Dieser Widerspruch wird dadurch nicht geringer, dass die USA mit ihrer ‘Partnerschafts-Initiative’ und ihren sonstigen Reformvorstößen bei den meisten arabischen Regierungen – die kriegerischen Exempel in Afghanistan und Irak mögen da auch ihre Wirkung tun – gar nicht auf Ablehnung stoßen, vielmehr lauter Bekenntnisse provozieren, ungefähr genau den demokratisch-markt­wirt­schaft­lich-menschen- und frauenrechtlichen Reformbedarf, den die Weltmacht der Region zumutet, hätte man schon selber entdeckt. Was diverse Staatsführungen sich an Reformen vornehmen, deckt sich selten wirklich mit der Agenda der USA, dient im Gegenteil eher der Abwehr von Eingriffen, die den Machthabern ziemlich subversiv vorkommen müssen.

Unterstützung finden die USA immerhin bei ihren europäischen Verbündeten: Die sind sehr dafür, dass die arabisch-islamische Welt sich „modernisiert“. Einfacher wird das Demokratisierungsprojekt der USA dadurch allerdings nicht. Diesseits des Atlantik versteht man das menschen- und frauenrechtliche Beglückungsvorhaben für die arabischen Nachbarn so, dass diese Länder sich zur pflegeleichten mediterranen Gegenküste des EU-Imperialismus hin entwickeln sollen.

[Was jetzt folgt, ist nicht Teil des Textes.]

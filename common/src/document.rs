use std::collections::{BTreeMap, BTreeSet};

use api::{ACTIVE_CLASS, ARROW_CLOSED, LIGHT_LABEL};

use crate::{
    config::{NavEntry, SiteConfig},
    port::{NavMenu, NavSlot, Node, UiPort},
};

// the mutable presentation state of a single element
#[derive(Clone, Debug, Default, PartialEq)]
pub struct Element {
    classes: BTreeSet<String>,
    hidden: bool,
    label: String,
}

impl Element {
    pub fn with_label(label: &str) -> Self {
        Element {
            label: label.to_owned(),
            ..Default::default()
        }
    }

    pub fn has_class(&self, class: &str) -> bool {
        self.classes.contains(class)
    }

    pub fn classes(&self) -> impl Iterator<Item = &str> {
        self.classes.iter().map(String::as_str)
    }

    // the value for a class attribute, with the element's fixed classes in front
    pub fn class_string(&self, base: &str) -> String {
        std::iter::once(base)
            .chain(self.classes())
            .filter(|c| !c.is_empty())
            .collect::<Vec<_>>()
            .join(" ")
    }

    pub fn is_hidden(&self) -> bool {
        self.hidden
    }

    pub fn label(&self) -> &str {
        &self.label
    }

    fn set_class(&mut self, class: &str, on: bool) {
        if on {
            self.classes.insert(class.to_owned());
        } else {
            self.classes.remove(class);
        }
    }
}

#[derive(Clone, Debug, PartialEq)]
pub struct CardNode {
    pub title: String,
    pub body: String,
    pub element: Element,
}

impl CardNode {
    pub fn text(&self) -> String {
        format!("{}\n{}", self.title, self.body)
    }
}

#[derive(Clone, Debug, PartialEq)]
pub struct SectionNode {
    pub id: String,
    pub title: String,
    pub body: String,
    pub element: Element,
}

#[derive(Clone, Debug, PartialEq)]
pub struct PageNode {
    pub id: String,
    pub title: String,
    pub body: String,
    pub element: Element,
    pub sections: Vec<SectionNode>,
    pub cards: Vec<CardNode>,
    pub snippet: Option<String>,
    pub copy_button: Element,
    pub diagrams: Vec<String>,
}

impl PageNode {
    pub fn is_active(&self) -> bool {
        self.element.has_class(ACTIVE_CLASS)
    }

    // everything a reader can see on the page, which is what search matches against
    pub fn text(&self) -> String {
        let mut parts = vec![self.title.as_str(), self.body.as_str()];

        for section in &self.sections {
            parts.push(&section.title);
            parts.push(&section.body);
        }

        for card in &self.cards {
            parts.push(&card.title);
            parts.push(&card.body);
        }

        if let Some(snippet) = &self.snippet {
            parts.push(snippet);
        }

        parts.retain(|part| !part.is_empty());
        parts.join("\n")
    }
}

#[derive(Clone, Debug, PartialEq)]
pub struct SubmenuNode {
    pub toggle: Element,
    pub menu: Element,
}

// site document
//
// an in-memory rendition of the page structure that the stylesheet expects.  the controller
// drives it through UiPort, and the webapp renders straight from it, so there is exactly one
// copy of the visible state
#[derive(Clone, Debug, PartialEq)]
pub struct SiteDocument {
    body: Element,
    banner: Element,
    header: Element,
    toolbar: Element,
    dark_toggle: Element,
    theme_selector: Element,
    pages: Vec<PageNode>,
    submenus: BTreeMap<(NavSlot, String), SubmenuNode>,
    main_nav: Option<NavMenu>,
    sidebar_nav: Option<NavMenu>,
}

impl SiteDocument {
    // the document as the static markup ships it: home active, nothing themed yet, and the
    // navigation slots still empty
    pub fn from_config(site: &SiteConfig) -> Self {
        let pages = site
            .pages
            .iter()
            .map(|page| {
                let mut element = Element::default();
                if page.id == site.view.home {
                    element.set_class(ACTIVE_CLASS, true);
                }

                let sections = page
                    .sections
                    .iter()
                    .map(|section| SectionNode {
                        id: section.id.clone(),
                        title: section.title.clone(),
                        body: section.body.clone(),
                        element: Element {
                            hidden: section.collapsed,
                            ..Default::default()
                        },
                    })
                    .collect();

                let cards = page
                    .cards
                    .iter()
                    .map(|card| CardNode {
                        title: card.title.clone(),
                        body: card.body.clone(),
                        element: Element::default(),
                    })
                    .collect();

                PageNode {
                    id: page.id.clone(),
                    title: page.title.clone(),
                    body: page.body.clone(),
                    element,
                    sections,
                    cards,
                    snippet: page.snippet.clone(),
                    copy_button: Element::with_label(&site.view.copy.idle_label),
                    diagrams: page.diagrams.clone(),
                }
            })
            .collect();

        let mut submenus = BTreeMap::new();
        for slot in NavSlot::all() {
            collect_submenus(slot, &site.nav, &mut submenus);
        }

        SiteDocument {
            body: Element::default(),
            banner: Element::default(),
            header: Element::default(),
            toolbar: Element::default(),
            dark_toggle: Element::with_label(LIGHT_LABEL),
            theme_selector: Element::with_label(site.view.default_theme.name()),
            pages,
            submenus,
            main_nav: None,
            sidebar_nav: None,
        }
    }

    pub fn page(&self, id: &str) -> Option<&PageNode> {
        self.pages.iter().find(|page| page.id == id)
    }

    pub fn submenu(&self, slot: NavSlot, id: &str) -> Option<&SubmenuNode> {
        self.submenus.get(&(slot, id.to_owned()))
    }

    pub fn nav(&self, slot: NavSlot) -> Option<&NavMenu> {
        match slot {
            NavSlot::Main => self.main_nav.as_ref(),
            NavSlot::Sidebar => self.sidebar_nav.as_ref(),
        }
    }

    pub fn element(&self, node: &Node) -> Option<&Element> {
        match node {
            Node::Body => Some(&self.body),
            Node::Banner => Some(&self.banner),
            Node::Header => Some(&self.header),
            Node::Toolbar => Some(&self.toolbar),
            Node::DarkToggle => Some(&self.dark_toggle),
            Node::ThemeSelector => Some(&self.theme_selector),
            Node::Page(id) => self.page(id).map(|page| &page.element),
            Node::Card { page, index } => self
                .page(page)
                .and_then(|page| page.cards.get(*index))
                .map(|card| &card.element),
            Node::Section(id) => self.section(id).map(|section| &section.element),
            Node::Submenu { slot, id } => self.submenu(*slot, id).map(|submenu| &submenu.menu),
            Node::SubmenuToggle { slot, id } => {
                self.submenu(*slot, id).map(|submenu| &submenu.toggle)
            }
            // a snippet is plain text, only its button carries state
            Node::Snippet(_) => None,
            Node::CopyButton(id) => self
                .page(id)
                .filter(|page| page.snippet.is_some())
                .map(|page| &page.copy_button),
        }
    }

    fn element_mut(&mut self, node: &Node) -> Option<&mut Element> {
        match node {
            Node::Body => Some(&mut self.body),
            Node::Banner => Some(&mut self.banner),
            Node::Header => Some(&mut self.header),
            Node::Toolbar => Some(&mut self.toolbar),
            Node::DarkToggle => Some(&mut self.dark_toggle),
            Node::ThemeSelector => Some(&mut self.theme_selector),
            Node::Page(id) => self.page_mut(id).map(|page| &mut page.element),
            Node::Card { page, index } => self
                .page_mut(page)
                .and_then(|page| page.cards.get_mut(*index))
                .map(|card| &mut card.element),
            Node::Section(id) => self
                .pages
                .iter_mut()
                .flat_map(|page| page.sections.iter_mut())
                .find(|section| section.id == *id)
                .map(|section| &mut section.element),
            Node::Submenu { slot, id } => self
                .submenus
                .get_mut(&(*slot, id.clone()))
                .map(|submenu| &mut submenu.menu),
            Node::SubmenuToggle { slot, id } => self
                .submenus
                .get_mut(&(*slot, id.clone()))
                .map(|submenu| &mut submenu.toggle),
            Node::Snippet(_) => None,
            Node::CopyButton(id) => self
                .page_mut(id)
                .filter(|page| page.snippet.is_some())
                .map(|page| &mut page.copy_button),
        }
    }

    fn page_mut(&mut self, id: &str) -> Option<&mut PageNode> {
        self.pages.iter_mut().find(|page| page.id == id)
    }

    fn section(&self, id: &str) -> Option<&SectionNode> {
        self.pages
            .iter()
            .flat_map(|page| page.sections.iter())
            .find(|section| section.id == id)
    }
}

// every slot gets its own closed copy of each submenu in the fragment
fn collect_submenus(
    slot: NavSlot,
    entries: &[NavEntry],
    submenus: &mut BTreeMap<(NavSlot, String), SubmenuNode>,
) {
    for entry in entries.iter().filter(|entry| entry.is_submenu()) {
        if let Some(id) = &entry.id {
            submenus.insert(
                (slot, id.clone()),
                SubmenuNode {
                    toggle: Element::with_label(&format!("{} {ARROW_CLOSED}", entry.label)),
                    menu: Element::default(),
                },
            );
        }

        collect_submenus(slot, &entry.children, submenus);
    }
}

impl UiPort for SiteDocument {
    fn pages(&self) -> Vec<String> {
        self.pages.iter().map(|page| page.id.clone()).collect()
    }

    fn card_count(&self, page: &str) -> usize {
        self.page(page).map_or(0, |page| page.cards.len())
    }

    fn exists(&self, node: &Node) -> bool {
        match node {
            Node::Snippet(id) => self.page(id).is_some_and(|page| page.snippet.is_some()),
            _ => self.element(node).is_some(),
        }
    }

    fn text(&self, node: &Node) -> Option<String> {
        match node {
            Node::Page(id) => self.page(id).map(PageNode::text),
            Node::Card { page, index } => self
                .page(page)
                .and_then(|page| page.cards.get(*index))
                .map(CardNode::text),
            Node::Section(id) => self
                .section(id)
                .map(|section| format!("{}\n{}", section.title, section.body)),
            Node::Snippet(id) => self.page(id).and_then(|page| page.snippet.clone()),
            _ => self.element(node).map(|element| element.label.clone()),
        }
    }

    fn classes(&self, node: &Node) -> Vec<String> {
        self.element(node)
            .map(|element| element.classes.iter().cloned().collect())
            .unwrap_or_default()
    }

    fn has_class(&self, node: &Node, class: &str) -> bool {
        self.element(node).is_some_and(|element| element.has_class(class))
    }

    fn set_class(&mut self, node: &Node, class: &str, on: bool) -> bool {
        match self.element_mut(node) {
            Some(element) => {
                element.set_class(class, on);
                true
            }
            None => false,
        }
    }

    fn is_hidden(&self, node: &Node) -> bool {
        self.element(node).is_some_and(Element::is_hidden)
    }

    fn set_hidden(&mut self, node: &Node, hidden: bool) -> bool {
        match self.element_mut(node) {
            Some(element) => {
                element.hidden = hidden;
                true
            }
            None => false,
        }
    }

    fn set_label(&mut self, node: &Node, label: &str) -> bool {
        match self.element_mut(node) {
            Some(element) => {
                element.label = label.to_owned();
                true
            }
            None => false,
        }
    }

    fn set_nav(&mut self, slot: NavSlot, menu: NavMenu) {
        match slot {
            NavSlot::Main => self.main_nav = Some(menu),
            NavSlot::Sidebar => self.sidebar_nav = Some(menu),
        }
    }
}

#[cfg(test)]
mod tests {
    use super::*;
    use crate::config::tests::sample_site;

    #[test]
    fn starts_with_home_active() {
        let doc = SiteDocument::from_config(&sample_site());

        assert_eq!(doc.pages(), vec!["home", "alpha", "beta"]);
        assert!(doc.has_class(&Node::page("home"), ACTIVE_CLASS));
        assert!(!doc.has_class(&Node::page("alpha"), ACTIVE_CLASS));
        assert!(doc.nav(NavSlot::Main).is_none());
    }

    #[test]
    fn page_text_includes_cards_and_snippet() {
        let doc = SiteDocument::from_config(&sample_site());
        let text = doc.text(&Node::page("alpha")).unwrap();

        assert!(text.contains("Alpha Widget"));
        assert!(text.contains("sprockets"));
        assert!(text.contains("Release notes."));
        assert!(text.contains("--install"));
    }

    #[test]
    fn missing_nodes_are_reported_not_created() {
        let mut doc = SiteDocument::from_config(&sample_site());

        assert!(!doc.exists(&Node::page("gamma")));
        assert!(!doc.set_class(&Node::page("gamma"), ACTIVE_CLASS, true));
        assert!(!doc.set_hidden(&Node::card("alpha", 7), true));
        assert!(!doc.set_label(&Node::CopyButton(String::from("beta")), "Copied!"));
        assert_eq!(doc.text(&Node::card("beta", 3)), None);
        assert!(doc.classes(&Node::Section(String::from("nope"))).is_empty());
    }

    #[test]
    fn submenus_start_closed() {
        let doc = SiteDocument::from_config(&sample_site());
        for slot in NavSlot::all() {
            let products = doc.submenu(slot, "products").unwrap();

            assert_eq!(products.toggle.label(), "Products ▾");
            assert!(!products.menu.has_class("open"));
        }
    }

    #[test]
    fn class_string_puts_base_first() {
        let mut element = Element::default();
        element.set_class("active", true);
        element.set_class("shrink", true);

        assert_eq!(element.class_string("page"), "page active shrink");
        assert_eq!(Element::default().class_string(""), "");
    }
}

Neben all den Komplikationen, die die amerikanische Weltordnungsmacht mit ihrer gewalttätigen wie ihrer zivilen Weltverbesserungspolitik in der Region selber anstiftet, tut sich daher eine dauerhafte Front zwischen Europäern und Amerikanern auf: Die einen ringen um mehr autonome Weltordnungskompetenz, die andern kämpfen um willige Helfershelfer. Das Reformprojekt des Westens und alles, was sein Vollzug vor Ort anrichtet, fungiert als Material für diesen Machtkampf und einen inner-westlichen „Wettstreit“ darum, auf welche Weltordnungsmacht und auf welches Weltwirtschaftszentrum die so unhandliche Region mit ihren bis auf Weiteres so unersetzlichen Ressourcen sich hin-“orientieren“ lässt. Zwei Ergebnisse der transatlantischen Zusammenarbeit in ‘Middle East’ stehen damit fest: Sie ist für die Verschärfung des innerimperialistischen Zerwürfnisses gut, das mit der Entzweiung über den Irak-Krieg der USA so drastisch sichtbar geworden, darauf aber mitnichten beschränkt ist – und dessen Fortschritte werden auf dem Rücken der Nationen ausgetragen wird, deren Regierungen womöglich meinen, daran gäbe es für sie etwas auszunutzen.